┌─ DATA FOR PROCESSING

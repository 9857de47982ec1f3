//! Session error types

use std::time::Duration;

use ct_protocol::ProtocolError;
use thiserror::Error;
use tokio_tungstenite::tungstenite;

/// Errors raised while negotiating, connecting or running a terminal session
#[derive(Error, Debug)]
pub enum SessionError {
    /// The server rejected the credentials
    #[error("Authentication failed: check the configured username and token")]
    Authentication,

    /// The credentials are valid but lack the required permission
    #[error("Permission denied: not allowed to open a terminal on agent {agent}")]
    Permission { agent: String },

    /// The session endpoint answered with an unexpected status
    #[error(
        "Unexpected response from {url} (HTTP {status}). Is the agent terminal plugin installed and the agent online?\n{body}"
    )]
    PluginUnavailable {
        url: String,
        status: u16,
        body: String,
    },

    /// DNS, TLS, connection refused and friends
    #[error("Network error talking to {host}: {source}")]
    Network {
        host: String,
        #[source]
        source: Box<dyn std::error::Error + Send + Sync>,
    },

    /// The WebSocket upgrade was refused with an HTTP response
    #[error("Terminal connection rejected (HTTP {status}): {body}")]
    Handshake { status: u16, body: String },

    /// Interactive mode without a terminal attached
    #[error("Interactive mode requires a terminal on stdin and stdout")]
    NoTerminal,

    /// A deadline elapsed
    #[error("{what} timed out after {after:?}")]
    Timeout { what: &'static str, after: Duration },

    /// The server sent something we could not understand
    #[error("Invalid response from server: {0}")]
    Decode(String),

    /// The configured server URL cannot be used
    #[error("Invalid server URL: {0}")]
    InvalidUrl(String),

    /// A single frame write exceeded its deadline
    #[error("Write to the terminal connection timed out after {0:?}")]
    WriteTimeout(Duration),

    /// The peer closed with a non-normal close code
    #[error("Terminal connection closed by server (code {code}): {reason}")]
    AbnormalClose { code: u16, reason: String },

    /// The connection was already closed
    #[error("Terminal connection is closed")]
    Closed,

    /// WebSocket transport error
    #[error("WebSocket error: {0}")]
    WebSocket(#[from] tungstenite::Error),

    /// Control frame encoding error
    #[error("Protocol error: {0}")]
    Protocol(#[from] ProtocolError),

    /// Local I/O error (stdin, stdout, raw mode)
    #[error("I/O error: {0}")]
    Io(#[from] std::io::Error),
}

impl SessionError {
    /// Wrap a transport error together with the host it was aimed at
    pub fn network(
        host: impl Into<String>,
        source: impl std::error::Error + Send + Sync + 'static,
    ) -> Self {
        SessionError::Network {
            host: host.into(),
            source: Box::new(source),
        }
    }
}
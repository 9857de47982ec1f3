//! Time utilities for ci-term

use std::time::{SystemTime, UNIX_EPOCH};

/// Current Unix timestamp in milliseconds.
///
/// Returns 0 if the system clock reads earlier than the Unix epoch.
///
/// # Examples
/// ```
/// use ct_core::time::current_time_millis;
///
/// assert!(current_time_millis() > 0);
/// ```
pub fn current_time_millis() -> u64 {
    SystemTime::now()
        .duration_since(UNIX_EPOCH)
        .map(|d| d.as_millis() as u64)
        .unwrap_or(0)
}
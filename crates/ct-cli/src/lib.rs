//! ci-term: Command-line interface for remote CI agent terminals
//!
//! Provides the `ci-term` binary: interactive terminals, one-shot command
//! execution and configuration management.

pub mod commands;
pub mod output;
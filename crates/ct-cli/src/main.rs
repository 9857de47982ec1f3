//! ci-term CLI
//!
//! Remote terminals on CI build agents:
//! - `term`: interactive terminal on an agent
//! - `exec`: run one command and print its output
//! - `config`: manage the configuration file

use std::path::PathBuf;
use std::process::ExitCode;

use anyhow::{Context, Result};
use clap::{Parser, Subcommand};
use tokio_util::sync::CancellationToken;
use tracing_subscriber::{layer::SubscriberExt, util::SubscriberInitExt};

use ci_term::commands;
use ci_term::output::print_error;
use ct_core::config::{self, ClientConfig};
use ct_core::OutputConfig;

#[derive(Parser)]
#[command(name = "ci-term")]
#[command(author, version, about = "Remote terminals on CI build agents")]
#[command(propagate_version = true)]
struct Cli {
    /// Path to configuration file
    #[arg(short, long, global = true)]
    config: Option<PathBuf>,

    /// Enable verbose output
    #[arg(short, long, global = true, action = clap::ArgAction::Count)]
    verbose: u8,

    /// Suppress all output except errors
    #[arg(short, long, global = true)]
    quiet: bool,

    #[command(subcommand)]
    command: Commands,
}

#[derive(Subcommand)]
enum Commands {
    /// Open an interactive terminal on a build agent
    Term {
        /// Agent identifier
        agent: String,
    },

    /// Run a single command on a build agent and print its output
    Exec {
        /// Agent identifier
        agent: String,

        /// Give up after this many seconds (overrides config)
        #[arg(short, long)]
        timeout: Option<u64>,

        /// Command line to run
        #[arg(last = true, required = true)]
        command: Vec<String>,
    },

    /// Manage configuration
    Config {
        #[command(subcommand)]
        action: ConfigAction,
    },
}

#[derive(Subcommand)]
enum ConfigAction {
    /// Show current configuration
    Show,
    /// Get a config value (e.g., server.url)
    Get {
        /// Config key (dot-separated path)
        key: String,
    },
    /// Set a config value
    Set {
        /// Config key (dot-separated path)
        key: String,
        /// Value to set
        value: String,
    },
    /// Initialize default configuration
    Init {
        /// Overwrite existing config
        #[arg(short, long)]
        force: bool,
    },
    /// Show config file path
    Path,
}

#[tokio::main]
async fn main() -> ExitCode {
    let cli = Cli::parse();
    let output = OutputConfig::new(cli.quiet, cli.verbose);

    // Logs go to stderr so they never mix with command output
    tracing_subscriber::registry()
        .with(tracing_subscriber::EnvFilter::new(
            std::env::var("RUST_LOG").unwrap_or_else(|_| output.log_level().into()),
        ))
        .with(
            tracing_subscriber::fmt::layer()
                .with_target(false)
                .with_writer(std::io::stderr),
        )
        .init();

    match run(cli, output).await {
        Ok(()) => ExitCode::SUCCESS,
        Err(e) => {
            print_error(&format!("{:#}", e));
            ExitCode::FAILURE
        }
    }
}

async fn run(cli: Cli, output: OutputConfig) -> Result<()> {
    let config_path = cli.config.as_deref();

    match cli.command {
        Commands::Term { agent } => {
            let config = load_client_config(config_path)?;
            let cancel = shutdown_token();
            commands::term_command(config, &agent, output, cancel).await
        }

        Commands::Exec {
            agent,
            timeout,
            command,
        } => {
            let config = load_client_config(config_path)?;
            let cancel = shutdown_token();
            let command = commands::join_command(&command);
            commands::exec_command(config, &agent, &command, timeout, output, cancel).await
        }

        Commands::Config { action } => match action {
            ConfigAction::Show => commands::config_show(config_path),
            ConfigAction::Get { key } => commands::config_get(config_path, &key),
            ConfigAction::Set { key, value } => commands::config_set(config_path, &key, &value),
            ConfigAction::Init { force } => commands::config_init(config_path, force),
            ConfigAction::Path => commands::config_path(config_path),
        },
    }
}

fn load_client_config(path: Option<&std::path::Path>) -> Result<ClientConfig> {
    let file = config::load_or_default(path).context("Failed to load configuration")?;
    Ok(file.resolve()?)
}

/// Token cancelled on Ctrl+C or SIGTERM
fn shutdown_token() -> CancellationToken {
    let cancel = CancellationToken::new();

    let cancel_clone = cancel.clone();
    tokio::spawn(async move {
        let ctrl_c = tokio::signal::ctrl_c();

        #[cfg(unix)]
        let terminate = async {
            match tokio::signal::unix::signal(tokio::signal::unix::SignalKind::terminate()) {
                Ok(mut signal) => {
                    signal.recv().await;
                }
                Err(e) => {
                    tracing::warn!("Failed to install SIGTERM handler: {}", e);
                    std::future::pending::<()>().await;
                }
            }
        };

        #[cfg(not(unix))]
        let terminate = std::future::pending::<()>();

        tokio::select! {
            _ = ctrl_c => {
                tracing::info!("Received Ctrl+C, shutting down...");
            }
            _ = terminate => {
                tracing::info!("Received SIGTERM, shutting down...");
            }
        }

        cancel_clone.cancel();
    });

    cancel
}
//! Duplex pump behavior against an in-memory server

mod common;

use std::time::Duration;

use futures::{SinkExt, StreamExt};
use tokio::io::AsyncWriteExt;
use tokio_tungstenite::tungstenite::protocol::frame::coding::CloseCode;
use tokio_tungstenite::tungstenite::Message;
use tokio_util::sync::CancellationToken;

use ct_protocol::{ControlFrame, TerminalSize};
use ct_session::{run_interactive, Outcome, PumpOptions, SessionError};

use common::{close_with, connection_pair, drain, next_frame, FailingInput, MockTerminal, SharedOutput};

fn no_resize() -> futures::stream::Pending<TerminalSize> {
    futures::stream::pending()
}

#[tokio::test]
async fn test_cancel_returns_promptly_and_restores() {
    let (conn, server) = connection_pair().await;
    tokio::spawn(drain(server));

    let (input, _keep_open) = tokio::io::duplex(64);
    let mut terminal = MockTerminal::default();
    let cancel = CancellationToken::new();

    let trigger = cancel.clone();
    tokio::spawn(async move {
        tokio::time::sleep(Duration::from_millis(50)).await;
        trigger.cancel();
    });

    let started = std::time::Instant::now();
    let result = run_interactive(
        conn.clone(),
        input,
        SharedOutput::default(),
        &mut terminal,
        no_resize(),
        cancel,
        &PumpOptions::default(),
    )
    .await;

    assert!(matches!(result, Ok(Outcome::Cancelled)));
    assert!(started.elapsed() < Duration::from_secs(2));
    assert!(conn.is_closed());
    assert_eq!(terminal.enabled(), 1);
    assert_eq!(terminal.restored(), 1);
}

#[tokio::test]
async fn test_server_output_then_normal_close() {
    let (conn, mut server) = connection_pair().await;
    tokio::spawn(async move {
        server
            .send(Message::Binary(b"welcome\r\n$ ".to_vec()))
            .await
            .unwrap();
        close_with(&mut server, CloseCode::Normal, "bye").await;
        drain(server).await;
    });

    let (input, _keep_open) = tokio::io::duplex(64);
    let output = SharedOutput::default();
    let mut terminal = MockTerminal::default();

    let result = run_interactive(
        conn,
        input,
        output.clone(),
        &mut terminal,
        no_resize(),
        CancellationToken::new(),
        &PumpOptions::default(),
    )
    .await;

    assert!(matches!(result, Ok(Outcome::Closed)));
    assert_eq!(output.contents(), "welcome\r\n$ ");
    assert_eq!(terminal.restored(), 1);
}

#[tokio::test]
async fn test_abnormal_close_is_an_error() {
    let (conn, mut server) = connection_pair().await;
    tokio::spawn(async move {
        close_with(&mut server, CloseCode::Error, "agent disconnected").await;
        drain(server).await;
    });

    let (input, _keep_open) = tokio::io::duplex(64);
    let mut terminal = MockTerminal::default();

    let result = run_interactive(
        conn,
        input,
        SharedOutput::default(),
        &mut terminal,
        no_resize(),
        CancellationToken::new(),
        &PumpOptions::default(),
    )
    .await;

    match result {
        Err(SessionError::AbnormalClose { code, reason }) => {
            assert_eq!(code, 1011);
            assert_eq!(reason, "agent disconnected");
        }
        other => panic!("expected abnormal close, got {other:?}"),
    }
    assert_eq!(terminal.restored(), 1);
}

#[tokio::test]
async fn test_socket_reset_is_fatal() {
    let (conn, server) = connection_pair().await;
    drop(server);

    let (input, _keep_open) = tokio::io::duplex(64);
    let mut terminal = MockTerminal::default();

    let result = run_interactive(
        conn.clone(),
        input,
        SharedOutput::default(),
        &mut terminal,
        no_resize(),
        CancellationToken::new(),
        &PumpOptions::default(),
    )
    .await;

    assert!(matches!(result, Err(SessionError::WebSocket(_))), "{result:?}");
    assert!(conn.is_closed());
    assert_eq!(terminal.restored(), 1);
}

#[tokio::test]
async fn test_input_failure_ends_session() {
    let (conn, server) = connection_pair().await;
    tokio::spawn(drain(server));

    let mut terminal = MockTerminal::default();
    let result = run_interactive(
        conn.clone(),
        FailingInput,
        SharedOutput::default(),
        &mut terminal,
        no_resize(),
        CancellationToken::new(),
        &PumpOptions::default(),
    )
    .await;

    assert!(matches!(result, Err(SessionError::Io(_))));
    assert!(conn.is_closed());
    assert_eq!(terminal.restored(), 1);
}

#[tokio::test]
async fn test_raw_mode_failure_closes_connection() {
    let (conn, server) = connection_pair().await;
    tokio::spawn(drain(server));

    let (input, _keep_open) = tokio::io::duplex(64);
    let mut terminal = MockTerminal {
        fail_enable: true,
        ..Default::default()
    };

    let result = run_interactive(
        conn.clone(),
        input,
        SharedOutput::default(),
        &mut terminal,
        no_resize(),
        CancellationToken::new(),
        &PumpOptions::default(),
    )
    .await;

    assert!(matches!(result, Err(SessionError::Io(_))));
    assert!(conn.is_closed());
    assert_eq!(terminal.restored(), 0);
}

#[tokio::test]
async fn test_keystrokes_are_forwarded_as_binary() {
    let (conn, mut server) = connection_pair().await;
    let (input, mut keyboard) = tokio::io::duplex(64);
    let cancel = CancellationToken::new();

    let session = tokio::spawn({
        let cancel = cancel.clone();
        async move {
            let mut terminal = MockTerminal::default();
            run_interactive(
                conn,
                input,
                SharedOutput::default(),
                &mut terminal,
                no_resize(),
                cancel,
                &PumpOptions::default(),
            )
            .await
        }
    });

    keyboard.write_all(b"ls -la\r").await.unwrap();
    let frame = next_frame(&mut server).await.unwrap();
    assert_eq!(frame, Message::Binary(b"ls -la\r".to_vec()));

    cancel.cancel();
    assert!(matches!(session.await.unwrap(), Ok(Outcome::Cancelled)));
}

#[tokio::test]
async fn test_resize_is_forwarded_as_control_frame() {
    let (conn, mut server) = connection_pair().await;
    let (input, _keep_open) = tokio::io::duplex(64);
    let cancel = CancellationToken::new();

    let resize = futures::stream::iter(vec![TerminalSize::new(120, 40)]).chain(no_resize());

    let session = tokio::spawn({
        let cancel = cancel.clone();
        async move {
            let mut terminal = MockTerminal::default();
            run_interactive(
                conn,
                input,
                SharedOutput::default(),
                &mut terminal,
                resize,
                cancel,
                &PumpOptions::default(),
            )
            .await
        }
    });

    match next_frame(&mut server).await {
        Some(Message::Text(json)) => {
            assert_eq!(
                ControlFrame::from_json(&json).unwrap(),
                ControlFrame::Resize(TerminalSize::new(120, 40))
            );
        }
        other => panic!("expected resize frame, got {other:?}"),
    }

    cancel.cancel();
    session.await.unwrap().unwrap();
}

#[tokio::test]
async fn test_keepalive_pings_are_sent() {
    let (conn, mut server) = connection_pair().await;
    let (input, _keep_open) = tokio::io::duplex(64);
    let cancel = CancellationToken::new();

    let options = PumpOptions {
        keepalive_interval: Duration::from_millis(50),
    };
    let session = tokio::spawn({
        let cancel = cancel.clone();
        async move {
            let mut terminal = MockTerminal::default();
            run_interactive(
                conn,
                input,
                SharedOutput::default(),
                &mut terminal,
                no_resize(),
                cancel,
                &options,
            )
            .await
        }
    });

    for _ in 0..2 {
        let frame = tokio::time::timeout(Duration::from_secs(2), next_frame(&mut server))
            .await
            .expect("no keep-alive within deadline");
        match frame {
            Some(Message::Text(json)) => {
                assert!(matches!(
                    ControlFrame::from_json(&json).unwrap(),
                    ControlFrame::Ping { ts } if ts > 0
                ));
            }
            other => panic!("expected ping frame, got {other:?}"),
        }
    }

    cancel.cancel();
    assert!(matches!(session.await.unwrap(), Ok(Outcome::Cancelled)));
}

└─

**WHAT THE TASK REQUIRES**
Would you show every line in the data above that contains the string "after"?

**ANSWER AREA**
    #[error("{what} timed out after {after:?}")]
    Timeout { what: &'static str, after: Duration },
    #[error("Write to the terminal connection timed out after {0:?}")]
        /// Give up after this many seconds (overrides config)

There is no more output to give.